Data extracted from a collection
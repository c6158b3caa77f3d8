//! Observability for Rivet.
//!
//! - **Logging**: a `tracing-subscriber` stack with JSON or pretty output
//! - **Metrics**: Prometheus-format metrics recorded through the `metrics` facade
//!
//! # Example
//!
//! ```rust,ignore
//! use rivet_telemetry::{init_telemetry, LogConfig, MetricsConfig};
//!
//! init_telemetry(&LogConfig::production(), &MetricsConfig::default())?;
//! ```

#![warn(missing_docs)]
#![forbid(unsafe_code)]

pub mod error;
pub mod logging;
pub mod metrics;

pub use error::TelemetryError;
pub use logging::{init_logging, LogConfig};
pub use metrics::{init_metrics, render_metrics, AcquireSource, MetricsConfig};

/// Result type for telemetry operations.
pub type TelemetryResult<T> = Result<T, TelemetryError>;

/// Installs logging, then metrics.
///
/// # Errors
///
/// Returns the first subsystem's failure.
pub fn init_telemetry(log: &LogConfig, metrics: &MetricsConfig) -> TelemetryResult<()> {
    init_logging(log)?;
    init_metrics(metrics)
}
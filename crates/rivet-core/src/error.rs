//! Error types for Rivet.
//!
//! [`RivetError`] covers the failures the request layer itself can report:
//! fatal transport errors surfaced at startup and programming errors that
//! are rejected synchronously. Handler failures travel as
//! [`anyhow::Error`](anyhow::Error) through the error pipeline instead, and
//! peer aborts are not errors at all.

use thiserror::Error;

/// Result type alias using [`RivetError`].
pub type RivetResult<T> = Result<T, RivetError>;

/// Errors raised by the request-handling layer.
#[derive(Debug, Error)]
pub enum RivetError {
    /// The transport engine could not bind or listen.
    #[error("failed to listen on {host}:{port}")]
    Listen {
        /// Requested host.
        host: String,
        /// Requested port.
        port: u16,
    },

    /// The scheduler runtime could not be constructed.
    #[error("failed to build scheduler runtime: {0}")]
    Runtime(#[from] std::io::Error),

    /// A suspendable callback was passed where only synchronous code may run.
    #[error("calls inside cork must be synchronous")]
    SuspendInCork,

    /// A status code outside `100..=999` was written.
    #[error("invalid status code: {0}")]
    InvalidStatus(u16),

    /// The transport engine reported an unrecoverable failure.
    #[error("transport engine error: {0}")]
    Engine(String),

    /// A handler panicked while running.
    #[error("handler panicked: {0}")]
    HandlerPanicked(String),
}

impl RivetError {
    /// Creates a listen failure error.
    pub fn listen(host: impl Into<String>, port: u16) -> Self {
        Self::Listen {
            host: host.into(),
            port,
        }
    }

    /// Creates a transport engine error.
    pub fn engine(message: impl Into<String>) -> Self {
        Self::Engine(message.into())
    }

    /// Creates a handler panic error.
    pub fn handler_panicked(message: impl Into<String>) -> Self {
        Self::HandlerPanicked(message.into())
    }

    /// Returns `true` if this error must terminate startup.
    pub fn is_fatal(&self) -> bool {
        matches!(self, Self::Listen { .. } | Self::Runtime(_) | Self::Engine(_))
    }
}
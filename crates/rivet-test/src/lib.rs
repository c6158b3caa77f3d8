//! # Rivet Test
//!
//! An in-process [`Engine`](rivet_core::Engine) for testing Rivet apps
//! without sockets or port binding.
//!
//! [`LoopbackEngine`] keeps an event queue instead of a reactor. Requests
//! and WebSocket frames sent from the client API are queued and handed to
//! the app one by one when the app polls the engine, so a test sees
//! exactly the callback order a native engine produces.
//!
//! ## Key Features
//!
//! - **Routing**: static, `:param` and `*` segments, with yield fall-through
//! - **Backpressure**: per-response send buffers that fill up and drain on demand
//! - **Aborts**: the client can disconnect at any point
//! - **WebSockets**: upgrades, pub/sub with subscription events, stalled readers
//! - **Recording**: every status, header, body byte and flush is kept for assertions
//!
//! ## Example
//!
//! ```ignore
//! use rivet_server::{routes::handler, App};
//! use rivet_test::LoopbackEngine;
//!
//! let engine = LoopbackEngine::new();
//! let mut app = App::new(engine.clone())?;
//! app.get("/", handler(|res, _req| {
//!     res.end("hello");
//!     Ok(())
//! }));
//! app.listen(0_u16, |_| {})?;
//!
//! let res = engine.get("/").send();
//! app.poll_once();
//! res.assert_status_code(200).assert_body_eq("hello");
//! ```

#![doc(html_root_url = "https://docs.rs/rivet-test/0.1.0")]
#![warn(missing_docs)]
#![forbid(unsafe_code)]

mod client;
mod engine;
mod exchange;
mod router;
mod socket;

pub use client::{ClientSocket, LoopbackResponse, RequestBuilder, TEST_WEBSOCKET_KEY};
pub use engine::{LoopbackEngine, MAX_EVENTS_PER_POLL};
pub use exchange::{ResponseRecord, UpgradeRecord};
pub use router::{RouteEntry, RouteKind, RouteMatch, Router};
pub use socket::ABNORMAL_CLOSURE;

==

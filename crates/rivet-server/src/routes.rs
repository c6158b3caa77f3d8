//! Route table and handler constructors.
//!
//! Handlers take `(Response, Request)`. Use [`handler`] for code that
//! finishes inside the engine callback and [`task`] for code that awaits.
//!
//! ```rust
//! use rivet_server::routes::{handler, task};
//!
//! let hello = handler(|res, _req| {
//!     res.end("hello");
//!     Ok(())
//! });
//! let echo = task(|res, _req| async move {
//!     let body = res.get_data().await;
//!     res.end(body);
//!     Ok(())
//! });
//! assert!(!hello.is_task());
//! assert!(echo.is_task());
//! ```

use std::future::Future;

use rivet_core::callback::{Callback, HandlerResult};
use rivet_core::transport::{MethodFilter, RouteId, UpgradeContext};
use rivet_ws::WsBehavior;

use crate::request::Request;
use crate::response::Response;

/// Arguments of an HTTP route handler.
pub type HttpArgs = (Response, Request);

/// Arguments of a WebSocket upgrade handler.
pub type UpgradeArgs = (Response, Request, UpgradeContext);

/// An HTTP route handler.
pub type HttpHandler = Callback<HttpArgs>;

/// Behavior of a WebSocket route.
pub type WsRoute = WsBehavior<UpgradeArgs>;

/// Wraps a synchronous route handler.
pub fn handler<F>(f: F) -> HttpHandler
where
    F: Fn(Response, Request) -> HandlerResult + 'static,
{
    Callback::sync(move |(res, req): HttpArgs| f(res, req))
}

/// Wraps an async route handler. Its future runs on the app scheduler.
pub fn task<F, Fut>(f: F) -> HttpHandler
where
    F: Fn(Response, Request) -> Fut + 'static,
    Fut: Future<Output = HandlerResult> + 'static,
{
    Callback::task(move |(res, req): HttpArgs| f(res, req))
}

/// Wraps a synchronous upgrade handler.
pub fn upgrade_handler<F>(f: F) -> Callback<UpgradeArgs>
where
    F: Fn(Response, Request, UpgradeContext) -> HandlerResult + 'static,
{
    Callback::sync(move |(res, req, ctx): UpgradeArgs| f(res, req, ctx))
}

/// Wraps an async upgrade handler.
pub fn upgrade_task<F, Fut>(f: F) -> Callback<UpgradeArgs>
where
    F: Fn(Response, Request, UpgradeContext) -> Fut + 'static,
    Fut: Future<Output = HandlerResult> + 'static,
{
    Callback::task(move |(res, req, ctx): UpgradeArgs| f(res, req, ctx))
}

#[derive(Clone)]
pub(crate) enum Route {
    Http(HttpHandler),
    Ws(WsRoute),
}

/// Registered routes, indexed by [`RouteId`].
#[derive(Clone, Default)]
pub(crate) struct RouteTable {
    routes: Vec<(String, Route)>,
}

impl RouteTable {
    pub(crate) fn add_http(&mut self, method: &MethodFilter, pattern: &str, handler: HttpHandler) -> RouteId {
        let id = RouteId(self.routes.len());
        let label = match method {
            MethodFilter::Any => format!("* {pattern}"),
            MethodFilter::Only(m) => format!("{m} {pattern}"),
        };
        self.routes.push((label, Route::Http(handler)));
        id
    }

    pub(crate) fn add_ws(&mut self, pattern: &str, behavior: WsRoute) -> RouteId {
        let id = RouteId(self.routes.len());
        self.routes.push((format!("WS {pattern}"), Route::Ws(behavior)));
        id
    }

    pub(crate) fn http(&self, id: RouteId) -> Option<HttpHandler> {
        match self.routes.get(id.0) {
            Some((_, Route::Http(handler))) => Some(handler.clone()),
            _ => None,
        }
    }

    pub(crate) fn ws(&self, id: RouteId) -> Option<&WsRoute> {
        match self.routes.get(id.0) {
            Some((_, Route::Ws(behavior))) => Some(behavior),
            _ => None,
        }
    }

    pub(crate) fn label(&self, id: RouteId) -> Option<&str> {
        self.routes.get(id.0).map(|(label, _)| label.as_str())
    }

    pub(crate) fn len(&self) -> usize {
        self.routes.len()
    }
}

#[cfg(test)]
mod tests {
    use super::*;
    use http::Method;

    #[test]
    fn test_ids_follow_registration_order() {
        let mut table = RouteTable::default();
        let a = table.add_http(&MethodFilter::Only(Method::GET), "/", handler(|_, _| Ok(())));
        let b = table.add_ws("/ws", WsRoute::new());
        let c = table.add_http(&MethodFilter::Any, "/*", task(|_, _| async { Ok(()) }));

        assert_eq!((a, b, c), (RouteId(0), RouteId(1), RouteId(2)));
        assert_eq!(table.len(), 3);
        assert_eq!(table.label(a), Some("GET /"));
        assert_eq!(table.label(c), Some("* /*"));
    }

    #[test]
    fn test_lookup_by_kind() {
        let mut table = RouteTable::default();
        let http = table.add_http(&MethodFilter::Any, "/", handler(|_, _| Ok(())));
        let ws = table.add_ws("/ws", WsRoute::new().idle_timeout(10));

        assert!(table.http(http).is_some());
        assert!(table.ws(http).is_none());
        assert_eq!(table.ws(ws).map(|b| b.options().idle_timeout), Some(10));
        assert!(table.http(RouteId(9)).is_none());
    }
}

▸ **Work order**
Write out exactly the lines that fall from the line with "#[derive(Debug, Error)]" to the line with "not be constructed." in the records above, keeping both ends.

▸ **Written response**
#[derive(Debug, Error)]
pub enum RivetError {
    /// The transport engine could not bind or listen.
    #[error("failed to listen on {host}:{port}")]
    Listen {
        /// Requested host.
        host: String,
        /// Requested port.
        port: u16,
    },

    /// The scheduler runtime could not be constructed.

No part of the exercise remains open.